I cannot make it any more sarcastic than that. No, really, not even if I do it with a funny tone of voice.
Parents have an option, between the oatmeal flavored low standards everybody-gets-it education and paying more money for a better education at a private school.
You are talking about the US uproar, I am discussing the Australian one. In the US it's about the freedom to educate your child as you see fit to do so - we already enjoy that right to a limited degree here in Australia. What I was pointing out was that we are removing funds from public schools and giving them to the private schools. Not to parents who can then make up their own mind, but directly to private schools who don't need them. If you are University somewhere, and your library has a Dow Jones subscription, lookup "King's School" in "The Australian" for more.

--
Well now. We seem to be temporarily out of sigs here at the sig factory. We apologise for any inconvenience this may cause.
[ Parent ]
right. (none / 0) (#37)
by Shren on Thu Apr 26, 2001 at 11:06:58 AM EST

I'm just pissing in the wind, I guess. After all, we all know that the gutenburg printing press was developed by a government funded instution.

[ Parent ]
Reactionary Cluelessness (1.00 / 1) (#32)
by craigem on Thu Apr 26, 2001 at 01:26:36 AM EST

I'm sorry, Shren but your opinions are SO biased by your experience and it shows. How else could they be though? To quote:

"I don't know about Austrailia, but here in the USA education programs are widely regarded as crap."

The spelling mistakes are yours, not mine ;) You are right about the US education programmes, they are regarded as crap, not only in the US, but globally (and you don't know about Australia).

Tax-payer funded education provides freedom of education. Corporate sponsored education (by either student fees or direct sponsorship) promotes a narrow stream of education directed towards either corporate requirements or jobs that enable students to comfortably repay their student debts.

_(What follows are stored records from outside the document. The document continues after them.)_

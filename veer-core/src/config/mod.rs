//! Configuration model for the runtime, the listener and the proxy engine.
//!
//! Files are parsed by extension (`.toml` or `.json`); every section has
//! serde defaults so a minimal config only names a listener and its routes.
mod parsers;

use std::{net::SocketAddr, num::NonZeroUsize, path::Path, time::Duration};

use serde::{Deserialize, Serialize};

use crate::{route::RouteDef, AnyResult};

// Default iouring/epoll entries: 32k
const DEFAULT_ENTRIES: u32 = 32768;

pub const FALLBACK_PARALLELISM: NonZeroUsize = unsafe { NonZeroUsize::new_unchecked(1) };

#[derive(Debug, Clone, Serialize, Deserialize)]
pub struct Config {
    #[serde(default)]
    pub runtime: RuntimeConfig,
    pub server: ServerConfig,
}

impl Config {
    pub fn load(path: impl AsRef<Path>) -> AnyResult<Self> {
        let raw = crate::util::file_read_sync(path.as_ref())?;
        let extension = path
            .as_ref()
            .extension()
            .and_then(|e| e.to_str())
            .unwrap_or("toml");
        parsers::parse(extension, &raw)
    }
}

#[derive(Debug, Clone, Serialize, Deserialize)]
pub struct ServerConfig {
    #[serde(default = "default_name")]
    pub name: String,
    pub listener: ListenerConfig,
    #[serde(default)]
    pub proxy: ProxyOptions,
    #[serde(default)]
    pub routing: RoutingOptions,
    #[serde(default)]
    pub timeouts: ServerTimeoutConfig,
    #[serde(default)]
    pub tokeninfo: Option<TokeninfoConfig>,
    #[serde(default)]
    pub routes: Vec<RouteDef>,
}

/// Downstream-side timeouts. Absent fields keep the serving stack defaults.
#[derive(Debug, Clone, Default, Serialize, Deserialize)]
pub struct ServerTimeoutConfig {
    #[serde(default)]
    pub keepalive_ms: Option<u64>,
    #[serde(default)]
    pub read_header_ms: Option<u64>,
    #[serde(default)]
    pub write_ms: Option<u64>,
}

#[derive(Debug, Clone, Serialize, Deserialize)]
#[serde(untagged)]
pub enum ListenerConfig {
    Socket { socket_addr: SocketAddr },
    #[cfg(unix)]
    Unix { uds_path: std::path::PathBuf },
}

/// Behavior knobs of the request pipeline.
#[derive(Debug, Clone, Serialize, Deserialize)]
pub struct ProxyOptions {
    /// Keep the client's Host header when forwarding instead of rewriting it
    /// to the upstream authority.
    #[serde(default)]
    pub preserve_host: bool,

    /// Append the peer address to the X-Forwarded-For chain.
    #[serde(default = "default_true")]
    pub x_forwarded_for: bool,

    /// Maximum number of loopback iterations per request.
    #[serde(default = "default_max_loop_depth")]
    pub max_loop_depth: usize,

    /// Tunnel connections carrying `Connection: Upgrade` as raw byte copies.
    #[serde(default)]
    pub experimental_upgrade: bool,

    #[serde(default)]
    pub connect_timeout_ms: Option<u64>,
    #[serde(default)]
    pub upstream_read_timeout_ms: Option<u64>,

    /// Ramp-up window for endpoints newly added to an LB backend.
    #[serde(default)]
    pub fade_in_ms: Option<u64>,

    /// Server header advertised on failure responses; absent by default.
    #[serde(default)]
    pub server_header: Option<String>,

    /// Protocol the upstream connector negotiates.
    #[serde(default)]
    pub upstream_http_version: UpstreamHttpVersion,
}

#[derive(Debug, Copy, Clone, Default, Serialize, Deserialize, PartialEq, Eq)]
#[serde(rename_all = "lowercase")]
pub enum UpstreamHttpVersion {
    Http2,
    Http11,
    #[default]
    Auto,
}

impl Default for ProxyOptions {
    fn default() -> Self {
        Self {
            preserve_host: false,
            x_forwarded_for: true,
            max_loop_depth: default_max_loop_depth(),
            experimental_upgrade: false,
            connect_timeout_ms: None,
            upstream_read_timeout_ms: None,
            fade_in_ms: None,
            server_header: None,
            upstream_http_version: UpstreamHttpVersion::default(),
        }
    }
}

impl ProxyOptions {
    pub fn connect_timeout(&self) -> Option<Duration> {
        self.connect_timeout_ms.map(Duration::from_millis)
    }

    pub fn upstream_read_timeout(&self) -> Option<Duration> {
        self.upstream_read_timeout_ms.map(Duration::from_millis)
    }

    pub fn fade_in(&self) -> Option<Duration> {
        self.fade_in_ms.map(Duration::from_millis)
    }
}

#[derive(Debug, Clone, Serialize, Deserialize)]
pub struct RoutingOptions {
    /// Backoff between data client polls and after failed loads.
    #[serde(default = "default_poll_timeout_ms")]
    pub poll_timeout_ms: u64,
}

impl Default for RoutingOptions {
    fn default() -> Self {
        Self {
            poll_timeout_ms: default_poll_timeout_ms(),
        }
    }
}

impl RoutingOptions {
    pub fn poll_timeout(&self) -> Duration {
        Duration::from_millis(self.poll_timeout_ms)
    }
}

#[derive(Debug, Clone, Serialize, Deserialize)]
pub struct TokeninfoConfig {
    pub url: String,
    #[serde(default = "default_tokeninfo_cache_size")]
    pub cache_size: usize,
    #[serde(default = "default_tokeninfo_ttl_ms")]
    pub cache_ttl_ms: u64,
    #[serde(default = "default_tokeninfo_timeout_ms")]
    pub timeout_ms: u64,
}

impl TokeninfoConfig {
    pub fn cache_ttl(&self) -> Duration {
        Duration::from_millis(self.cache_ttl_ms)
    }

    pub fn timeout(&self) -> Duration {
        Duration::from_millis(self.timeout_ms)
    }
}

/// Runtime environment options: worker threads, io_uring tuning, affinity.
#[derive(Debug, Clone, Serialize, Deserialize)]
pub struct RuntimeConfig {
    #[serde(default = "default_workers")]
    pub worker_threads: usize,

    #[serde(default = "default_entries")]
    pub entries: u32,

    #[serde(default)]
    pub sqpoll_idle: Option<u32>,

    #[serde(default)]
    pub runtime_type: RuntimeType,

    #[serde(default)]
    pub cpu_affinity: bool,
}

impl Default for RuntimeConfig {
    fn default() -> Self {
        RuntimeConfig {
            worker_threads: default_workers(),
            entries: default_entries(),
            sqpoll_idle: None,
            runtime_type: Default::default(),
            cpu_affinity: false,
        }
    }
}

#[derive(Debug, Copy, Clone, Serialize, Deserialize, PartialEq, Eq)]
#[serde(rename_all = "snake_case")]
pub enum RuntimeType {
    #[cfg(target_os = "linux")]
    IoUring,
    Legacy,
}

impl Default for RuntimeType {
    #[cfg(target_os = "linux")]
    fn default() -> Self {
        Self::IoUring
    }

    #[cfg(not(target_os = "linux"))]
    fn default() -> Self {
        Self::Legacy
    }
}

fn default_name() -> String {
    "veer".to_string()
}

fn default_true() -> bool {
    true
}

fn default_max_loop_depth() -> usize {
    9
}

fn default_poll_timeout_ms() -> u64 {
    3000
}

fn default_tokeninfo_cache_size() -> usize {
    1024
}

fn default_tokeninfo_ttl_ms() -> u64 {
    30_000
}

fn default_tokeninfo_timeout_ms() -> u64 {
    2000
}

fn default_workers() -> usize {
    std::thread::available_parallelism()
        .unwrap_or(FALLBACK_PARALLELISM)
        .into()
}

const fn default_entries() -> u32 {
    DEFAULT_ENTRIES
}

impl service_async::Param<ProxyOptions> for ServerConfig {
    fn param(&self) -> ProxyOptions {
        self.proxy.clone()
    }
}

impl service_async::Param<Option<TokeninfoConfig>> for ServerConfig {
    fn param(&self) -> Option<TokeninfoConfig> {
        self.tokeninfo.clone()
    }
}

This does not lead towards a balanced society and goes a long way towards explaining why US society is such a shining example of an unbalanced society.

Shren, take a deep breath and acknowledge that the US education system is regarded as the worst in the developed world and work from there.

I hope we nip this in the bud in Australia. I do not want my children growing up where education is not free and on every street corner you can find an example of abject poverty and homelessness.

[ Parent ]

Anything multiplied by zero is zero (5.00 / 1) (#36)
by leonbrooks on Thu Apr 26, 2001 at 08:36:13 AM EST

Didn't they teach you that in school? )-:
The only real hope for high-quality schools is to improve the overall quality of teacher training.

Nope. One of the most effective teachers on the planet started with literally no training, and look at what the system tried to do to him.

The system is your enemy, not the teachers in it. Throw away the whole broken regimen. Stop marching hundreds of different individuals in lock-step to the beat of a distant curriculum consultant and let them go at their own pace. Stop disciplining them to be cogs in a huge faceless political machine and free them to become genuine people. You'll be amazed at the results!

Oh, and their academic progress skyrockets, as well.
-- If at first you don't succeed, try a shorter bungee
[ Parent ]

Liberty? Tall order, and education don't cut it (5.00 / 2) (#35)
by leonbrooks on Thu Apr 26, 2001 at 08:17:31 AM EST

In Boston (where the American Revolution began), the inscription on the public library reads: "The commonwealth requires the education of the people as the safeguard of order and liberty".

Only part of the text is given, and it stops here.